• DIRECTIONS FOR THIS TASK
Going down the listing below, print exactly each line from the one with "assert_eq!(t.ty, DType::VOID);" up to and including the one with "assert_eq!(args.len(), 2);", and skip the rest.

• MATERIAL SUPPLIED
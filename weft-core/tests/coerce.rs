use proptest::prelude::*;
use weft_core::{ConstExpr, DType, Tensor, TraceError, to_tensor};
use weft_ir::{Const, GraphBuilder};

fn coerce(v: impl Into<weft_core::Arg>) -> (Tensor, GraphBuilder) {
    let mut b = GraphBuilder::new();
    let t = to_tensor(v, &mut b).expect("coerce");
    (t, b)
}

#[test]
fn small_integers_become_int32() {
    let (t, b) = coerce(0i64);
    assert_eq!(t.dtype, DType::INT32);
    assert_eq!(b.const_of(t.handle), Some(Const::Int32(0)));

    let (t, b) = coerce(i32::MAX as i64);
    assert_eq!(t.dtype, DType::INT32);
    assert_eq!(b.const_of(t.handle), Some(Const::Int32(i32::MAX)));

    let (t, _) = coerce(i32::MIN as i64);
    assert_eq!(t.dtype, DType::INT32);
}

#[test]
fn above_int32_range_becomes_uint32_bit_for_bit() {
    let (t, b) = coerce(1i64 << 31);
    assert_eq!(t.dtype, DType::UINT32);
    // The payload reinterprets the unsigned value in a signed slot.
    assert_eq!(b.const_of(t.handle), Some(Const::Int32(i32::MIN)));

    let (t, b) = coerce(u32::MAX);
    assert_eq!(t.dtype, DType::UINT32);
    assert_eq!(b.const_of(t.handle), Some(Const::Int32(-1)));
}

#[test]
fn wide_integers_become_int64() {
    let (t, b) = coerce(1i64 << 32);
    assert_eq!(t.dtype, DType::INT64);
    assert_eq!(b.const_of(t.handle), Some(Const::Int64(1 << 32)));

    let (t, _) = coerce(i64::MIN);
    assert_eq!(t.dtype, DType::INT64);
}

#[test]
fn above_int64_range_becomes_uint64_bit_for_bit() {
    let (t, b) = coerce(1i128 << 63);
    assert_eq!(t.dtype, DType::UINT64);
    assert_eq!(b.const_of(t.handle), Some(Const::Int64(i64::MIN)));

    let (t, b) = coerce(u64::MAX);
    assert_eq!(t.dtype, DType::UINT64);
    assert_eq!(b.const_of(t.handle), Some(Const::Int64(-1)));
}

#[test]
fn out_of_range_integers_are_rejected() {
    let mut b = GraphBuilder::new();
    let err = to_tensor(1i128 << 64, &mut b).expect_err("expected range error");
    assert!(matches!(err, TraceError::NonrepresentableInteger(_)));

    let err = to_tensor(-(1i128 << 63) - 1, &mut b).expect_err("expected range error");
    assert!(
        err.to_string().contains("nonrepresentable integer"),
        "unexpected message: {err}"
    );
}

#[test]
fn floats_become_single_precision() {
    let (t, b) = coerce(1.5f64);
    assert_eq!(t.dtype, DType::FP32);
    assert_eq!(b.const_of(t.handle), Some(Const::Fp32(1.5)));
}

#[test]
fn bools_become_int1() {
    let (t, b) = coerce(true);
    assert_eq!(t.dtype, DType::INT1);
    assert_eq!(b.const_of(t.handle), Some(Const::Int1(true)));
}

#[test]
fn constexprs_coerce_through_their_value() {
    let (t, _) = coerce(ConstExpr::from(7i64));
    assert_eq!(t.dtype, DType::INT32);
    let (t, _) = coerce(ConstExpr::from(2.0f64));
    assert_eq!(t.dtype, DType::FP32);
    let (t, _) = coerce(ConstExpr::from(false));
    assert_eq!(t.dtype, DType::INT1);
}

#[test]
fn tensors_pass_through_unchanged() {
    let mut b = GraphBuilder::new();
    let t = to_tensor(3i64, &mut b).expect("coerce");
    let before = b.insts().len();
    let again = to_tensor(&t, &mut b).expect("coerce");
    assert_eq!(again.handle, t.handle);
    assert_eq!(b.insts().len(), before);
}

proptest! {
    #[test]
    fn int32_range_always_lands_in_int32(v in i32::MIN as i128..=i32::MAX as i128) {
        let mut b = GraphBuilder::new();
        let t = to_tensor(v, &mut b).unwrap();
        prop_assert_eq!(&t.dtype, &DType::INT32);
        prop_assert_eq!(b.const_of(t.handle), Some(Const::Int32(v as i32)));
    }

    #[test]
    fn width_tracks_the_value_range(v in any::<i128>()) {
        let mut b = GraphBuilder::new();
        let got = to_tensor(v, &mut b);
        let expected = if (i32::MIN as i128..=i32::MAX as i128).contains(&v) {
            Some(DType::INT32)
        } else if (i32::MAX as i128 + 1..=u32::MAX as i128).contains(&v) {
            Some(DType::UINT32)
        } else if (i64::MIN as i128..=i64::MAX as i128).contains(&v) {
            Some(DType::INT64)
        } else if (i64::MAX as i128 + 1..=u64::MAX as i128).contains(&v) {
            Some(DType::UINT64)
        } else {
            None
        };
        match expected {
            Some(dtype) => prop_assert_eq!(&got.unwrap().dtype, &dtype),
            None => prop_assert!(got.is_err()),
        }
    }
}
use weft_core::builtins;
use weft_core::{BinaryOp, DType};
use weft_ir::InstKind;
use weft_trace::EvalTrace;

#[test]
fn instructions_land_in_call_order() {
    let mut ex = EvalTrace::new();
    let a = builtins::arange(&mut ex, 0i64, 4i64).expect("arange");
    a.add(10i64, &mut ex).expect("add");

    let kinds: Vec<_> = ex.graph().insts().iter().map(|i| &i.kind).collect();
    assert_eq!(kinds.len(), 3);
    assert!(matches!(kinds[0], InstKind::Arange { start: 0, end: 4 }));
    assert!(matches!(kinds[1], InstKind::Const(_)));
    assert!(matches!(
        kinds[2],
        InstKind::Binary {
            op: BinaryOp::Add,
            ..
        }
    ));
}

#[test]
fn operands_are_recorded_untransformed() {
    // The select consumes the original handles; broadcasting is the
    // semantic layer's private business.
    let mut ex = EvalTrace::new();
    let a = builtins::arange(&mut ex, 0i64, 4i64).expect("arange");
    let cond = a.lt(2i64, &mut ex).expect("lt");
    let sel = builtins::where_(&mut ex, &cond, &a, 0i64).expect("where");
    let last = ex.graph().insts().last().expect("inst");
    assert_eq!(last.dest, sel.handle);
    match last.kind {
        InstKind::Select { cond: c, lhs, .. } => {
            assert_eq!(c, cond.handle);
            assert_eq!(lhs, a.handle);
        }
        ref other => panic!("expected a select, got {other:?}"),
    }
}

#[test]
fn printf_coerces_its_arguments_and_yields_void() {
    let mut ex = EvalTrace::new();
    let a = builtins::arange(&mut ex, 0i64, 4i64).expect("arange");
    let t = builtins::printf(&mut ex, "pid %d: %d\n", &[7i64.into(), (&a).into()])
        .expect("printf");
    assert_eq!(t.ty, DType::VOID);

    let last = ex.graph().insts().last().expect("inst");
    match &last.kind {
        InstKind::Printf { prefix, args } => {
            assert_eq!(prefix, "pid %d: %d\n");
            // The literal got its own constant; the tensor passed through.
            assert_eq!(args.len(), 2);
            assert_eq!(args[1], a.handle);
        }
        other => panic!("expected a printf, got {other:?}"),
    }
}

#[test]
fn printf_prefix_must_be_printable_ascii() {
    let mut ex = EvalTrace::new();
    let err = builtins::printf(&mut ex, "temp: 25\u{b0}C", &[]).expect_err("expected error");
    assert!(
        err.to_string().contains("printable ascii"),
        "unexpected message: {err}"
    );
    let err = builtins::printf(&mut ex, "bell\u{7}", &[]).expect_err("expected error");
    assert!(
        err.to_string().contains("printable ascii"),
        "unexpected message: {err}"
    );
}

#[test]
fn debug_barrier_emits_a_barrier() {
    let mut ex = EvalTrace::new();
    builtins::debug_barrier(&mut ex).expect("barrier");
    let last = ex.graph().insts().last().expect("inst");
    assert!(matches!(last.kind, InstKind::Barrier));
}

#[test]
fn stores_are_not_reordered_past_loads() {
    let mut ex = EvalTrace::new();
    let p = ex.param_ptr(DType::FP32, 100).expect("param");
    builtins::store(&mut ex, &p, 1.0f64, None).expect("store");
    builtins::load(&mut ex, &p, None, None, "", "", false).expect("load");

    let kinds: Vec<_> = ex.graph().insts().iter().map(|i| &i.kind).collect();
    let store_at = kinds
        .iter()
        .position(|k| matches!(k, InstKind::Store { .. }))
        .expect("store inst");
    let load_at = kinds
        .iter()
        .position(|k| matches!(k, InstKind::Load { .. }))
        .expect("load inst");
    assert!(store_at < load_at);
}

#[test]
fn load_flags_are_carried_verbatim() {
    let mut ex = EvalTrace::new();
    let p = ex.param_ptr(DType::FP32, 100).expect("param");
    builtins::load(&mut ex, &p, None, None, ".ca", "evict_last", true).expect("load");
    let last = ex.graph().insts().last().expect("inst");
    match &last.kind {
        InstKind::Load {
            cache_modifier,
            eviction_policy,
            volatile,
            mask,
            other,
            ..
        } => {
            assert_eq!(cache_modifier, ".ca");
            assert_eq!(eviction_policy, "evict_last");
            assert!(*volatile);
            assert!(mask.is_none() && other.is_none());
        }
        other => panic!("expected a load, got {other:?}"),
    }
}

• WORKED SOLUTION
    assert_eq!(t.ty, DType::VOID);

    let last = ex.graph().insts().last().expect("inst");
    match &last.kind {
        InstKind::Printf { prefix, args } => {
            assert_eq!(prefix, "pid %d: %d\n");
            // The literal got its own constant; the tensor passed through.
            assert_eq!(args.len(), 2);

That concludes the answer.